Here is the same query, but made on the dpdd view rather than the position table. There is no need to specify "is primary" because the dpdd view already has this constraint.

In [None]:
q4 = "SELECT tract_from_object_id(objectid), COUNT(objectid) FROM {schema}.dpdd GROUP BY tract_from_object_id(objectid)".format(**locals())
with dbconn.cursor() as cursor:
 cursor.execute(q4)
 df = pd.DataFrame(cursor.fetchall(), columns=['tract', 'count'])
 print(df)
 

The following can be compared with a similar query in the GCR Intro notebook.

In [None]:
q5 = "SELECT ra,dec FROM {schema}.dpdd".format(**locals())
with dbconn.cursor() as cursor:
 %time cursor.execute(q5)
 %time records = cursor.fetchall()

### Color-color
Techniques are adapted from the notebook [object_pandas_stellar_locus](https://github.com/LSSTDESC/DC2-analysis/blob/master/tutorials/object_pandas_stellar_locus.ipynb).
#### Using cuts
Put some typical cuts in a WHERE clause: select `clean` objects (no flagged pixels; not skipped by deblender) for which signal to noise in bands of interest is acceptable.


In [None]:
global_cuts = 'clean '
t = None

min_SNR = 25 
max_err = 1/min_SNR
band_cuts = ' (magerr_g < {}) AND (magerr_i < {}) AND (magerr_r < {}) '.format(max_err,max_err,max_err)

where = ' WHERE ' + global_cuts + ' AND ' + band_cuts 
q6 = "SELECT mag_g,mag_r,mag_i FROM {schema}.dpdd ".format(**locals()) + where
print(q6)
records = []
with dbconn.cursor() as cursor:
 %time cursor.execute(q6)
 records = cursor.fetchall()
 nObj = len(records)
 
df = pd.DataFrame(records, columns=['mag_g', 'mag_r', 'mag_i'])

#### Plotting

In [None]:
def get_stellar_locus_davenport(color1='gmr', color2='rmi',
 datafile='../tutorials/assets/Davenport_2014_MNRAS_440_3430_table1.txt'):
 #datafile='assets/Davenport_2014_MNRAS_440_3430_table1.txt'):
 data = pd.read_table(datafile, sep='\s+', header=1)
 return data[color1], data[color2]
 
 
def plot_stellar_locus(color1='gmr', color2='rmi',
 color='red', linestyle='--', linewidth=2.5):
 model_gmr, model_rmi = get_stellar_locus_davenport(color1, color2)
 plot_kwargs = {'linestyle': linestyle, 'linewidth': linewidth, 'color': color,
 'scalex': False, 'scaley': False}
 plt.plot(model_gmr, model_rmi, **plot_kwargs)

In [None]:
def plot_color_color(z, color1, color2, range1=(-1, +2), range2=(-1, +2), bins=31, title=None):
 """Plot a color-color diagram.
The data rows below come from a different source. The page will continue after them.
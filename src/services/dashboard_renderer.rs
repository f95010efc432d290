//! Recovery dashboard renderer.
//!
//! Renders a [`RecoveredProfile`] as one self-contained HTML page with
//! Open Tabs, Bookmarks and Browsing History sections.

use std::fs;
use std::path::Path;

use crate::services::markup::{escape_html, is_internal_url};
use crate::types::bookmark::{BookmarkNode, BookmarkTree};
use crate::types::errors::RenderError;
use crate::types::history::HistoryEntry;
use crate::types::profile::RecoveredProfile;
use crate::types::session::{RecoveredSession, Tab};
use crate::types::settings::RecoverySettings;

/// Deepest bookmark indentation level with its own style.
pub const MAX_BOOKMARK_INDENT: usize = 5;

const STYLE: &str = r#"<style>
  * { box-sizing: border-box; margin: 0; padding: 0; }
  body {
    font-family: -apple-system, BlinkMacSystemFont, "Segoe UI", Roboto, sans-serif;
    max-width: 900px; margin: 40px auto; padding: 0 20px;
    color: #333; background: #fafafa;
  }
  h1 { font-size: 28px; margin-bottom: 8px; }
  .subtitle { color: #888; margin-bottom: 32px; }
  h2 { font-size: 20px; margin: 32px 0 16px; padding-bottom: 8px; border-bottom: 2px solid #ddd; }
  h3.window { font-size: 16px; margin: 20px 0 8px; }
  .tab-list, .history-list { list-style: none; }
  .tab-list li, .history-list li {
    padding: 8px 0; border-bottom: 1px solid #eee;
  }
  .tab-list li.active > a { font-weight: 600; }
  .tab-list a, .history-list a, .bookmark-link {
    color: #1a73e8; text-decoration: none;
  }
  .tab-list a:hover, .history-list a:hover, .bookmark-link:hover {
    text-decoration: underline;
  }
  .badge { background: #e8f0fe; color: #1a73e8; border-radius: 4px; font-size: 11px; padding: 1px 6px; margin-right: 6px; }
  .nav-history { margin: 6px 0 0 24px; font-size: 12px; color: #888; }
  .nav-history li { border-bottom: none; padding: 2px 0; }
  .nav-history li.current { color: #333; font-weight: 600; }
  .url-display { color: #888; font-size: 12px; display: block; overflow: hidden; text-overflow: ellipsis; white-space: nowrap; }
  .timestamp { color: #888; font-size: 12px; margin-left: 8px; }
  .folder { font-weight: 600; margin-top: 12px; padding: 4px 0; }
  .bookmark-item { padding: 3px 0; }
  .indent-1 { padding-left: 20px; }
  .indent-2 { padding-left: 40px; }
  .indent-3 { padding-left: 60px; }
  .indent-4 { padding-left: 80px; }
  .indent-5 { padding-left: 100px; }
  .section-count { color: #888; font-weight: normal; font-size: 14px; }
  .empty-note { color: #999; font-style: italic; padding: 12px 0; }
  nav { margin-bottom: 24px; }
  nav a { margin-right: 16px; color: #1a73e8; text-decoration: none; font-weight: 500; }
  nav a:hover { text-decoration: underline; }
</style>"#;

/// Renders the dashboard page according to the recovery settings.
pub struct DashboardRenderer<'a> {
    settings: &'a RecoverySettings,
}

impl<'a> DashboardRenderer<'a> {
    pub fn new(settings: &'a RecoverySettings) -> Self {
        Self { settings }
    }

    /// Renders the full page.
    pub fn render(&self, profile: &RecoveredProfile) -> String {
        let mut parts: Vec<String> = vec![
            "<!DOCTYPE html>".to_string(),
            "<html lang=\"en\">".to_string(),
            "<head>".to_string(),
            "<meta charset=\"UTF-8\">".to_string(),
            "<meta name=\"viewport\" content=\"width=device-width, initial-scale=1.0\">"
                .to_string(),
            "<title>Chrome Recovery</title>".to_string(),
            STYLE.to_string(),
            "</head>".to_string(),
            "<body>".to_string(),
            "<h1>Chrome Recovery</h1>".to_string(),
            "<p class=\"subtitle\">Recovered from Chrome profile data</p>".to_string(),
            "<nav>".to_string(),
        ];

        if profile.tabs.is_some() {
            parts.push("<a href=\"#tabs\">Open Tabs</a>".to_string());
        }
        parts.push("<a href=\"#bookmarks\">Bookmarks</a>".to_string());
        if profile.history.is_some() {
            parts.push("<a href=\"#history\">History</a>".to_string());
        }
        parts.push("</nav>".to_string());

        self.render_tabs(profile.tabs.as_ref(), &mut parts);
        render_bookmarks(profile.bookmarks.as_ref(), &mut parts);
        self.render_history(profile.history.as_deref(), &mut parts);

        parts.push("</body></html>".to_string());
        parts.join("\n")
    }

    /// Renders and writes the page to `path`.
    pub fn write_to(&self, path: &Path, profile: &RecoveredProfile) -> Result<(), RenderError> {
        fs::write(path, self.render(profile))
            .map_err(|e| RenderError::IoError(format!("{}: {}", path.display(), e)))?;
        tracing::info!(path = %path.display(), "wrote recovery dashboard");
        Ok(())
    }

    fn shows(&self, url: &str) -> bool {
        self.settings.include_internal_urls || !is_internal_url(url)
    }

    fn render_tabs(&self, session: Option<&RecoveredSession>, parts: &mut Vec<String>) {
        let Some(session) = session else {
            parts.push("<h2 id=\"tabs\">Open Tabs</h2>".to_string());
            parts.push(
                "<p class=\"empty-note\">Could not recover open tabs from session files.</p>"
                    .to_string(),
            );
            return;
        };

        // Per window: (is active, tab) for every tab that is shown.
        let windows: Vec<Vec<(bool, &Tab)>> = session
            .windows
            .iter()
            .map(|window| {
                window
                    .tabs
                    .iter()
                    .enumerate()
                    .filter(|(_, tab)| tab.is_listed(self.settings.include_internal_urls))
                    .map(|(i, tab)| (window.active_tab_index == Some(i), tab))
                    .collect::<Vec<_>>()
            })
            .filter(|tabs| !tabs.is_empty())
            .collect();
        let shown: usize = windows.iter().map(Vec::len).sum();

        parts.push(format!(
            "<h2 id=\"tabs\">Open Tabs <span class=\"section-count\">({})</span></h2>",
            shown
        ));
        if shown == 0 {
            parts.push("<p class=\"empty-note\">No open tabs found.</p>".to_string());
            return;
        }

        for (number, tabs) in windows.iter().enumerate() {
            parts.push(format!(
                "<h3 class=\"window\">Window {} <span class=\"section-count\">({})</span></h3>",
                number + 1,
                tabs.len()
            ));
            parts.push("<ul class=\"tab-list\">".to_string());
            for (active, tab) in tabs {
                self.render_tab(tab, *active, parts);
            }
            parts.push("</ul>".to_string());
        }
    }

    fn render_tab(&self, tab: &Tab, active: bool, parts: &mut Vec<String>) {
        let Some(entry) = tab.current_entry() else {
            return;
        };
        let mut item = String::from(if active { "<li class=\"active\">" } else { "<li>" });
        if tab.pinned {
            item.push_str("<span class=\"badge\">Pinned</span>");
        }
        item.push_str(&link(&entry.url, &entry.title));
        item.push_str(&format!(
            "<span class=\"url-display\">{}</span>",
            escape_html(&entry.url)
        ));

        if self.settings.show_navigation_history && tab.navigations.len() > 1 {
            item.push_str("<ol class=\"nav-history\">");
            for (i, nav) in tab.navigations.iter().enumerate() {
                if !self.shows(&nav.url) {
                    continue;
                }
                let class = if i == tab.current_index { " class=\"current\"" } else { "" };
                item.push_str(&format!("<li{}>{}</li>", class, link(&nav.url, &nav.title)));
            }
            item.push_str("</ol>");
        }
        item.push_str("</li>");
        parts.push(item);
    }

    fn render_history(&self, history: Option<&[HistoryEntry]>, parts: &mut Vec<String>) {
        let Some(history) = history else {
            parts.push("<h2 id=\"history\">Browsing History</h2>".to_string());
            parts.push(
                "<p class=\"empty-note\">Could not recover browsing history.</p>".to_string(),
            );
            return;
        };

        let shown: Vec<&HistoryEntry> = history.iter().filter(|e| self.shows(&e.url)).collect();
        parts.push(format!(
            "<h2 id=\"history\">Browsing History <span class=\"section-count\">({})</span></h2>",
            shown.len()
        ));
        if shown.is_empty() {
            parts.push("<p class=\"empty-note\">No history entries found.</p>".to_string());
            return;
        }

        parts.push("<ul class=\"history-list\">".to_string());
        for entry in shown {
            parts.push(format!(
                "<li>{}<span class=\"timestamp\">{}</span><span class=\"url-display\">{}</span></li>",
                link(&entry.url, &entry.title),
                escape_html(&entry.visit_time_display()),
                escape_html(&entry.url)
            ));
        }
        parts.push("</ul>".to_string());
    }
}

fn render_bookmarks(tree: Option<&BookmarkTree>, parts: &mut Vec<String>) {
    parts.push("<h2 id=\"bookmarks\">Bookmarks</h2>".to_string());
    let Some(tree) = tree else {
        parts.push("<p class=\"empty-note\">Could not recover bookmarks.</p>".to_string());
        return;
    };
    if tree.bookmark_count() == 0 {
        parts.push("<p class=\"empty-note\">No bookmarks found.</p>".to_string());
        return;
    }

    parts.push(format!(
        "<p class=\"section-count\">{} bookmarks</p>",
        tree.bookmark_count()
    ));
    for root in &tree.roots {
        for (depth, node) in root.walk() {
            let indent = depth.min(MAX_BOOKMARK_INDENT);
            match node {
                BookmarkNode::Folder { name, .. } => parts.push(format!(
                    "<div class=\"folder indent-{}\">{}</div>",
                    indent,
                    escape_html(name)
                )),
                BookmarkNode::Url { name, url } => parts.push(format!(
                    "<div class=\"bookmark-item indent-{}\"><a class=\"bookmark-link\" href=\"{}\">{}</a></div>",
                    indent,
                    escape_html(url),
                    escape_html(name)
                )),
            }
        }
    }
}

/// Anchor showing the title, or the URL when the title is empty.
fn link(url: &str, title: &str) -> String {
    let text = if title.trim().is_empty() { url } else { title };
    format!("<a href=\"{}\">{}</a>", escape_html(url), escape_html(text))
}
Overlay stellar locus. """
 band1, band2 = color1[0], color1[-1]
 band3, band4 = color2[0], color2[-1]
 H, xedges, yedges = np.histogram2d(
 z['mag_%s' % band1] - z['mag_%s' % band2],
 z['mag_%s' % band3] - z['mag_%s' % band4],
 range=(range1, range2), bins=bins)
 
 zi = H.T
 xi = (xedges[1:] + xedges[:-1])/2
 yi = (yedges[1:] + yedges[:-1])/2

 cmap = 'viridis_r'
 plt.figure(figsize=(8, 8))
 plt.pcolormesh(xi, yi, zi, cmap=cmap)
 plt.contour(xi, yi, zi)
 plt.xlabel('%s-%s' % (band1, band2))
 plt.ylabel('%s-%s' % (band3, band4))
 if not title == None:
 plt.suptitle(title, size='xx-large', y=0.92)

 plot_stellar_locus(color1, color2)

In [None]:
plot_color_color(df, 'gmr', 'rmi')
print('Using schema {}, cut on max err={}, found {} objects'.format(schema, max_err, nObj))

Now make the same plot, but for Run 1.2p data. The query takes noticeably longer because the Run 1.2p catalog is about 5 times bigger than the one for Run 1.2i.

In [None]:
schema = 'run12p_v4'

global_cuts = 'clean '
t = None

min_SNR = 25 
max_err = 1/min_SNR
band_cuts = ' (magerr_g < {}) AND (magerr_i < {}) AND (magerr_r < {}) '.format(max_err,max_err,max_err)
where = ' WHERE ' + global_cuts + ' AND ' + band_cuts 
q7 = "SELECT mag_g,mag_r,mag_i FROM {schema}.dpdd ".format(**locals()) + where
print(q7)
records = []
with dbconn.cursor() as cursor:
 %time cursor.execute(q7)
 records = cursor.fetchall()
 nObj = len(records)
 
df = pd.DataFrame(records, columns=['mag_g', 'mag_r', 'mag_i'])

In [None]:
plot_color_color(df, 'gmr', 'rmi', title=t)
print(q5)
print('Using schema {} , max err={}, found {} objects'.format(schema, max_err, nObj))